_Supplied material_
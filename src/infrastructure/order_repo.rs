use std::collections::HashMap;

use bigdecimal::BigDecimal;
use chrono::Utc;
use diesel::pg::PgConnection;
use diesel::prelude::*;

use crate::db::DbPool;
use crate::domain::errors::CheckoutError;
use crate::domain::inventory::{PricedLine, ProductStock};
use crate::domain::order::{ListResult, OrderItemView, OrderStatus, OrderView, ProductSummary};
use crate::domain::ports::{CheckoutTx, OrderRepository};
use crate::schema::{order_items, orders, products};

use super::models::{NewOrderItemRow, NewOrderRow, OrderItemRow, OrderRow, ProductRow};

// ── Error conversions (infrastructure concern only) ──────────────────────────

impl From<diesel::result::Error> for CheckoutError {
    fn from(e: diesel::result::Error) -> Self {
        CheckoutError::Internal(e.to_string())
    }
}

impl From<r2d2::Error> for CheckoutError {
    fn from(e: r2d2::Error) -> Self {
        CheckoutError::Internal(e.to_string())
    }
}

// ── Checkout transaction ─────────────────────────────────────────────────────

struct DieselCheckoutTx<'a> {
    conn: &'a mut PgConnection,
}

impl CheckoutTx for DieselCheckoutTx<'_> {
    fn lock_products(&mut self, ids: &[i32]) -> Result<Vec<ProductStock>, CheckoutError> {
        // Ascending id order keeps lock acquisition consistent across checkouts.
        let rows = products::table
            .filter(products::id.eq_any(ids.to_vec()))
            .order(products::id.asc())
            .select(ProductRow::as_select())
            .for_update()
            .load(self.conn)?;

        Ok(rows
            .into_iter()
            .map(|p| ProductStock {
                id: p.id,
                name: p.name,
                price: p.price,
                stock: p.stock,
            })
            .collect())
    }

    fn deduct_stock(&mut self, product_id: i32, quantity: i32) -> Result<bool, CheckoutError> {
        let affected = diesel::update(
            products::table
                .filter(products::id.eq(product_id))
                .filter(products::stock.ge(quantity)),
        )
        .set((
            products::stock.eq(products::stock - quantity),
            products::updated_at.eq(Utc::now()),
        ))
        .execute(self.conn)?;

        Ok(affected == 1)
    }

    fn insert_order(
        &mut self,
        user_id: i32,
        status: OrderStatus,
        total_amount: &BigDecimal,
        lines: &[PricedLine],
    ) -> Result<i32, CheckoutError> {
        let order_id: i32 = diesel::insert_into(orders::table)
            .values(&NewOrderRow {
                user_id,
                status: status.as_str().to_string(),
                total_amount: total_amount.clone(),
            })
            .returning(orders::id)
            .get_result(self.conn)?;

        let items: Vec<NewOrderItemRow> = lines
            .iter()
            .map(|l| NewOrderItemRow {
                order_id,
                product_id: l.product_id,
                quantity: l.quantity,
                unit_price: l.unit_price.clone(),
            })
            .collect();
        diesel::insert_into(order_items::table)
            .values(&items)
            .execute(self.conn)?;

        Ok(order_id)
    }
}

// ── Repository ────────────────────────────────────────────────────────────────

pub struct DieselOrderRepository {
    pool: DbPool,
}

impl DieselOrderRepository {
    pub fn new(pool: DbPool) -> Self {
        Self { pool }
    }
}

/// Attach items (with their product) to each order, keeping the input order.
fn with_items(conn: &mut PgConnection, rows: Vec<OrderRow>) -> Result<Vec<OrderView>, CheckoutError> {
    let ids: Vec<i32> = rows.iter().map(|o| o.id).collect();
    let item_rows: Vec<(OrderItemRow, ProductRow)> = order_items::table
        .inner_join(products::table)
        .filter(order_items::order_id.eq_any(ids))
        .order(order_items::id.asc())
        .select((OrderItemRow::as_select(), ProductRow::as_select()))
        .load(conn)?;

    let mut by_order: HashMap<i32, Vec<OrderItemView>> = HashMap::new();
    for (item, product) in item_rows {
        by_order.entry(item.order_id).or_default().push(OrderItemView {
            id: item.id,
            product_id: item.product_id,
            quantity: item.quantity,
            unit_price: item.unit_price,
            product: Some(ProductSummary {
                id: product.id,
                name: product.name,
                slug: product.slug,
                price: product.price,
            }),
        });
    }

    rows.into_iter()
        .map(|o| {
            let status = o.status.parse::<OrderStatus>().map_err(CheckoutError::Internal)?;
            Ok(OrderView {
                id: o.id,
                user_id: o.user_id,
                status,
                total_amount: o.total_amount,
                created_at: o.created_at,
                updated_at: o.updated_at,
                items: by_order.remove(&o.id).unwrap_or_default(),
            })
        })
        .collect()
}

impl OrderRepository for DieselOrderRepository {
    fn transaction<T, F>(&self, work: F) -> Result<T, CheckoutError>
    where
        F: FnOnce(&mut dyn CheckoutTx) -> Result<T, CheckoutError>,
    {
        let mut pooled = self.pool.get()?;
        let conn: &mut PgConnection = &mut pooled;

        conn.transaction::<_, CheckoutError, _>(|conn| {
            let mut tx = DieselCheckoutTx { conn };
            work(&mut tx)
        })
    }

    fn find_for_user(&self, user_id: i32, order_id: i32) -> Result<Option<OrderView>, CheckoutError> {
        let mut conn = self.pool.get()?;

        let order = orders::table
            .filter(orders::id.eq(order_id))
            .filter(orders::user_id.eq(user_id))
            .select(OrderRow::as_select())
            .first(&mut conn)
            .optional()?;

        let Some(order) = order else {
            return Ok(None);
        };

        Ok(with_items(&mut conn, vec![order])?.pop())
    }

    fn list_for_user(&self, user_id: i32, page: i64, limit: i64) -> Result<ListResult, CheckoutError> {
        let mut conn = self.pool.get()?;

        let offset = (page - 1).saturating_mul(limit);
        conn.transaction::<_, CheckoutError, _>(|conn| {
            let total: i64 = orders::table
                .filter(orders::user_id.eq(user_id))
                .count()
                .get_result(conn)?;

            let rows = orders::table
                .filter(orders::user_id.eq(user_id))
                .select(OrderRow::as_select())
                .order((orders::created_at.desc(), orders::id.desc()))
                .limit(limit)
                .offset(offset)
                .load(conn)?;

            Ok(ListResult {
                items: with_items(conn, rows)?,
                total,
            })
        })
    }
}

...

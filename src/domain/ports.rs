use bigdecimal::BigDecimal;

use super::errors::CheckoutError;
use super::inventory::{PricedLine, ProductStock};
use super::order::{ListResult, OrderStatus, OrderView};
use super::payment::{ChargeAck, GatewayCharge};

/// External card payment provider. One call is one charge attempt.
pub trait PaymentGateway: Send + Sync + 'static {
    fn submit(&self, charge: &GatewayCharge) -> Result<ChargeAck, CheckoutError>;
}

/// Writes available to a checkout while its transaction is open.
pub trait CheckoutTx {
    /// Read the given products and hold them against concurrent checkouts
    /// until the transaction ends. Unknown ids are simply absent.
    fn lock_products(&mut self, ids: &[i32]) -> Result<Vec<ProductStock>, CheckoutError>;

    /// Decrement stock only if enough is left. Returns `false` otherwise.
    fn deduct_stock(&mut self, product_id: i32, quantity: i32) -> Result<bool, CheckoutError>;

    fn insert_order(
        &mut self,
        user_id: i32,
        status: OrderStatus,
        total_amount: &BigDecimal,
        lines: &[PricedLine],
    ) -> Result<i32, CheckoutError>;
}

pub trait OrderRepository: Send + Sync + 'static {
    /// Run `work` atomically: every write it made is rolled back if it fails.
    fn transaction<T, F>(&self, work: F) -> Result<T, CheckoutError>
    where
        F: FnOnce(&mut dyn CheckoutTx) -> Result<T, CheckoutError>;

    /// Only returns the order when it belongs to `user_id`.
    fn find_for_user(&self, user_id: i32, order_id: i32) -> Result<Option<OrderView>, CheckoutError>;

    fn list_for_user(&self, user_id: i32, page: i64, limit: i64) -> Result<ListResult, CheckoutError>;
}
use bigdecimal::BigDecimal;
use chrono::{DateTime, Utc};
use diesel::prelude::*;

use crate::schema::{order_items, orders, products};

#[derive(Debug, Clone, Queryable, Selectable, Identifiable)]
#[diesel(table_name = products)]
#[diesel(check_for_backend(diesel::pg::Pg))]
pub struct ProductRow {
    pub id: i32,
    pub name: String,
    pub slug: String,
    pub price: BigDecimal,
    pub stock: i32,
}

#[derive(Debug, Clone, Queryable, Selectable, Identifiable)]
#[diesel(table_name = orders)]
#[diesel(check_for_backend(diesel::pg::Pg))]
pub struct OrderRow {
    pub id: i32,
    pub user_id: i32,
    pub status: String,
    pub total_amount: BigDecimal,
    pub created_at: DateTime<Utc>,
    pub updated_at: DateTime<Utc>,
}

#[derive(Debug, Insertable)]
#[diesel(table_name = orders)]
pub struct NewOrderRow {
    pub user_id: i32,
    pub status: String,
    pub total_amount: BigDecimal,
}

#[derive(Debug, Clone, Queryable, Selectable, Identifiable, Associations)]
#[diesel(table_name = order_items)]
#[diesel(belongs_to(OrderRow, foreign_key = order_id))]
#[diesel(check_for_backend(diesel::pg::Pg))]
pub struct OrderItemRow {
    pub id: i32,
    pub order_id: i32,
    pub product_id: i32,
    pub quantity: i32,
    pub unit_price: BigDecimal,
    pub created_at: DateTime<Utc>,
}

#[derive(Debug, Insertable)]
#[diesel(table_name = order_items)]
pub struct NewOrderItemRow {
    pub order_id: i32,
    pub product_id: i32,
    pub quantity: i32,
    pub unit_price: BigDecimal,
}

---

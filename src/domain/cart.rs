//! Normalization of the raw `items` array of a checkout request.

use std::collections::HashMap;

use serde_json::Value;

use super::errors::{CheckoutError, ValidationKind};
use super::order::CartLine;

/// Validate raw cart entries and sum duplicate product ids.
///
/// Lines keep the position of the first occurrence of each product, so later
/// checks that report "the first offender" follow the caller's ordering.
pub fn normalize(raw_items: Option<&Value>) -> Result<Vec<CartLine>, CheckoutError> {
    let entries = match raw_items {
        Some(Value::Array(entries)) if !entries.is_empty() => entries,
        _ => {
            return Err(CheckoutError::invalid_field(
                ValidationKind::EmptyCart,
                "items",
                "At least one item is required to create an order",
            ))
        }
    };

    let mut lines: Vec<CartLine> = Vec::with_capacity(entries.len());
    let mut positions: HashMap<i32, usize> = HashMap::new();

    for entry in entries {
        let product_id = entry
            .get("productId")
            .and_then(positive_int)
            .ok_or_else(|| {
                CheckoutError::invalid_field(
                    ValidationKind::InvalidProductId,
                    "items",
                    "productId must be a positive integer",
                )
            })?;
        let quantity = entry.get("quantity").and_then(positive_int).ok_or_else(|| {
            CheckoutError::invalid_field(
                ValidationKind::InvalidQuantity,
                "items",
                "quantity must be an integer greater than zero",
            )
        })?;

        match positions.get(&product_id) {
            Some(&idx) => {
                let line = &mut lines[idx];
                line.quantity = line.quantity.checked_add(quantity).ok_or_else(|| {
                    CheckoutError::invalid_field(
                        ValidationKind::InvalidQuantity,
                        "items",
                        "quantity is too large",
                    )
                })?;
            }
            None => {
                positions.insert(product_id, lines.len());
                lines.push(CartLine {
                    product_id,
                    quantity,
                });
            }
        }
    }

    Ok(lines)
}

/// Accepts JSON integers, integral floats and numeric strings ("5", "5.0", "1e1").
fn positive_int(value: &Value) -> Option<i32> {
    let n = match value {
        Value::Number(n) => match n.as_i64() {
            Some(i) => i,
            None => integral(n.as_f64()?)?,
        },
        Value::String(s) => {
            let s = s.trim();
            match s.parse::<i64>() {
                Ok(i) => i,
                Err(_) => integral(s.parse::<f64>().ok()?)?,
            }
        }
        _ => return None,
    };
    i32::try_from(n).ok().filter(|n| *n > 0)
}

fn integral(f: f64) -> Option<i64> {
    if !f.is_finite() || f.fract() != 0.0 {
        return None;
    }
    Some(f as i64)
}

_Directions for this task_
State how many lines of the listing above hold the word "must", with nothing but the number.

_Expected answer_
2